### Saved entries
::::::::

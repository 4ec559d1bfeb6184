//! External process execution
//!
//! Shell-command wrappers used by the teardown operations. A non-zero exit
//! status always surfaces as [`TeardownError::CommandFailed`] carrying the
//! captured output, so the original error text is never lost.

use std::process::{Command, Stdio};

use crate::error::{Result, TeardownError};

/// Build a `Command` that runs `command` through the platform shell
fn shell_command(command: &str) -> Command {
    #[cfg(windows)]
    {
        let mut cmd = Command::new("cmd");
        cmd.args(["/C", command]);
        cmd
    }
    #[cfg(not(windows))]
    {
        let mut cmd = Command::new("sh");
        cmd.args(["-c", command]);
        cmd
    }
}

/// Run a shell command, discarding its output on success
pub fn run(command: &str) -> Result<()> {
    run_capture(command).map(|_| ())
}

/// Run a shell command and return its combined stdout/stderr as text
pub fn run_capture(command: &str) -> Result<String> {
    let output = spawn(command)?;
    let mut text = String::from_utf8_lossy(&output.stdout).into_owned();
    text.push_str(&String::from_utf8_lossy(&output.stderr));

    if output.status.success() {
        Ok(text)
    } else {
        Err(command_failed(command, &output.status, text))
    }
}

/// Run a shell command and return its stdout only
///
/// Used for `--format=json` listings: gcloud writes informational messages to
/// stderr, which would corrupt the JSON if captured together.
pub fn run_capture_stdout(command: &str) -> Result<String> {
    let output = spawn(command)?;

    if output.status.success() {
        Ok(String::from_utf8_lossy(&output.stdout).into_owned())
    } else {
        let mut text = String::from_utf8_lossy(&output.stdout).into_owned();
        text.push_str(&String::from_utf8_lossy(&output.stderr));
        Err(command_failed(command, &output.status, text))
    }
}

fn spawn(command: &str) -> Result<std::process::Output> {
    shell_command(command)
        .stdin(Stdio::null())
        .output()
        .map_err(|e| TeardownError::CommandSpawnFailed {
            command: command.to_string(),
            reason: e.to_string(),
        })
}

fn command_failed(command: &str, status: &std::process::ExitStatus, output: String) -> TeardownError {
    TeardownError::CommandFailed {
        command: command.to_string(),
        status: status.to_string(),
        output,
    }
}

#[cfg(test)]
mod tests {
    use super::*;

    #[test]
    #[cfg(unix)]
    fn test_run_capture_returns_stdout() {
        let output = run_capture("echo hello").unwrap();
        assert!(output.contains("hello"));
    }

    #[test]
    #[cfg(unix)]
    fn test_run_capture_combines_stderr() {
        let output = run_capture("echo out; echo err 1>&2").unwrap();
        assert!(output.contains("out"));
        assert!(output.contains("err"));
    }

    #[test]
    #[cfg(unix)]
    fn test_run_capture_stdout_drops_stderr() {
        let output = run_capture_stdout("echo out; echo err 1>&2").unwrap();
        assert!(output.contains("out"));
        assert!(!output.contains("err"));
    }

    #[test]
    #[cfg(unix)]
    fn test_run_discards_output() {
        assert!(run("echo discarded").is_ok());
    }

    #[test]
    #[cfg(unix)]
    fn test_nonzero_exit_carries_error_text() {
        let err = run_capture("echo 'ERROR: repo is gone' 1>&2; exit 2").unwrap_err();
        match &err {
            TeardownError::CommandFailed { status, output, .. } => {
                assert!(status.contains('2'), "status was: {}", status);
                assert!(output.contains("ERROR: repo is gone"));
            }
            other => panic!("Expected CommandFailed, got: {:?}", other),
        }
        // The displayed message must contain the original error text
        assert!(err.to_string().contains("ERROR: repo is gone"));
    }

    #[test]
    #[cfg(unix)]
    fn test_run_nonzero_exit_is_error() {
        assert!(run("exit 1").is_err());
    }

    #[test]
    fn test_missing_program_exits_nonzero() {
        // The shell itself exists, so a missing program is a CommandFailed
        // (shell exits 127), not a spawn failure.
        let err = run_capture("definitely-not-a-real-binary-xyz").unwrap_err();
        assert!(matches!(err, TeardownError::CommandFailed { .. }));
    }
}
//! Command implementations for the gcp-teardown CLI

pub mod all;
pub mod artifact_registry;
pub mod bucket;
pub mod completions;
pub mod helpers;
pub mod source_repo;
pub mod version;
//! Storage bucket teardown command
//!
//! Unlike the gcloud-backed commands this one goes through the GCS SDK
//! client. A 404 on lookup means the bucket does not exist and is reported
//! as such; any other lookup failure propagates.

use crate::cli::BucketArgs;
use crate::commands::helpers;
use crate::error::Result;
use crate::storage::BucketHandle;

pub fn run(args: BucketArgs) -> Result<()> {
    teardown(&args.name, &args.project, args.yes)
}

/// Force-delete the bucket `name` (contents included) if it exists
pub fn teardown(name: &str, project: &str, yes: bool) -> Result<()> {
    let handle = BucketHandle::connect(project, name)?;

    if !handle.exists()? {
        println!("Bucket '{name}' does not exist.");
        return Ok(());
    }

    if !helpers::confirm_delete(&format!("bucket '{name}' and all its contents"), yes)? {
        println!("Aborted.");
        return Ok(());
    }

    handle.force_delete()?;
    println!("Bucket '{name}' deleted successfully.");

    Ok(())
}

::::::::

### YOUR TASK
Nothing but the lines from the start of the data through the line holding "is never lost." should be restated, and each one exactly.

### EXERCISE RESULT
repository 4ec559d1bfeb6184
//! External process execution
//!
//! Shell-command wrappers used by the teardown operations. A non-zero exit
//! status always surfaces as [`TeardownError::CommandFailed`] carrying the
//! captured output, so the original error text is never lost.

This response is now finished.